Passive Smoking - Cigarettes, Cancer & Second Hand Smoke

Cigarettes and Second Hand Smoke

Is passive smoking merely a smelly irritant or does breathing in someone else's tobacco smoke cause long-term health damage and even death? It really depends on which medical journals you read.

According to the Scientific Committee on Tobacco and Health (SCOTH) passive smoking increases the risk of lung cancer by 24% and heart disease by 25%. Its explosive research, released in November 2004, said the majority of research now showed that passive smoking was damaging to health.

"It is evident that no infant, child or adult should be exposed to second-hand smoke," the report concluded.

It contradicted an earlier report, published in the British Medical Journal in 2003 by James Enstrom of the University of California , which claimed that exposure to second-hand smoke "was not significantly associated with death from coronary heart disease or lung cancer at any time or at any level of exposure".

The British pro smokers' lobby group FOREST believes SCOTH's research is flawed. It claims there have been over 150 studies on passive smoking and the results are inconclusive. A FOREST representative complains: "All we ever hear are estimates, calculations and statistics. Where is the hard evidence that people are dying of passive smoking?"

According to Professor Konrad Jamrozik, from Imperial College in London , there is strong evidence about the dangers of passive smoking. Almost 5,000 people die annually in the UK after being exposed to tobacco smoke in their own homes or workplace, according to his research. Past estimates have claimed that it caused about 1,000 deaths a year in the UK . Prof Jamrozik claims at least one death a week can be attributed to those working in the hospitality industry.

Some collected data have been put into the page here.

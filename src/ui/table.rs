use eframe::egui::Ui;
use egui_extras::{Column, TableBuilder};

use crate::state::AppState;

/// Headline columns shown beside the selected metric.
const HEADLINE_FIELDS: &[&str] = &["population", "per_capita_gni", "exports", "imports", "gdp"];

// ---------------------------------------------------------------------------
// Data table – the active year slice, filtered to the selected countries
// ---------------------------------------------------------------------------

pub fn data_table(ui: &mut Ui, state: &AppState) {
    if state.dataset.is_none() {
        ui.centered_and_justified(|ui: &mut Ui| {
            ui.heading("Open an indicator table to begin  (File → Open data…)");
        });
        return;
    }

    let records: Vec<_> = state
        .year_records()
        .into_iter()
        .filter(|r| state.selected_countries.contains(&r.country))
        .collect();

    let show_metric = !HEADLINE_FIELDS.contains(&state.metric.as_str());
    let mut fields: Vec<&str> = HEADLINE_FIELDS.to_vec();
    if show_metric {
        fields.push(state.metric.as_str());
    }

    TableBuilder::new(ui)
        .striped(true)
        .column(Column::auto().at_least(140.0))
        .column(Column::auto())
        .columns(Column::remainder(), fields.len())
        .header(20.0, |mut header| {
            header.col(|ui: &mut Ui| {
                ui.strong("Country");
            });
            header.col(|ui: &mut Ui| {
                ui.strong("ID");
            });
            for field in &fields {
                header.col(|ui: &mut Ui| {
                    ui.strong(*field);
                });
            }
        })
        .body(|body| {
            body.rows(18.0, records.len(), |mut row| {
                let rec = records[row.index()];
                row.col(|ui: &mut Ui| {
                    ui.label(&rec.country);
                });
                row.col(|ui: &mut Ui| {
                    ui.label(&rec.country_id);
                });
                for field in &fields {
                    let value = rec.numeric(field).unwrap_or(0.0);
                    row.col(|ui: &mut Ui| {
                        ui.label(compact(value));
                    });
                }
            });
        });
}

/// Compact human form for the wide range of magnitudes in the table.
fn compact(v: f64) -> String {
    let abs = v.abs();
    if abs >= 1e12 {
        format!("{:.2} T", v / 1e12)
    } else if abs >= 1e9 {
        format!("{:.2} B", v / 1e9)
    } else if abs >= 1e6 {
        format!("{:.2} M", v / 1e6)
    } else if abs >= 1e3 {
        format!("{:.1} K", v / 1e3)
    } else {
        format!("{v:.2}")
    }
}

Remember musician and broadcaster Roy Castle? He died of lung cancer despite never having smoked. His death was attributed to the many years he spent playing the trumpet in smoky pubs and clubs.

Prof Jamrozik's research went on to claim that 3,600 people under 65 died each year from heart disease and lung cancer caused by passive smoke in the home. In the over 65s the death toll rose to nearly 17,000 because of "long term exposure."

In America passive smoking is estimated to cause around 53,000 deaths per year.

Most of us accept that being in a smoky atmosphere can cause your eyes to itch, make you cough and give you a sore throat. But will constant exposure actually increase the likelihood of getting lung or heart disease?

There is undisputed evidence that children exposed to smoke from a very early age do have a higher incidence of glue ear and asthma. There is even research linking cot death to parents who smoke.

But Professor Richard Doll, the first scientist to suggest a link between lung cancer and smoking, has gone on record as saying: "The effects of other people smoking in my presence is so small it doesn't worry me."

So the evidence is contradictory and confusing. Certainly Governments around the world are taking the problem more seriously but most have stopped short of an outright ban in public places

Ireland bravely became the first country in the world to ban smoking in pubs and clubs in 2003. Cities such as New York have followed suit.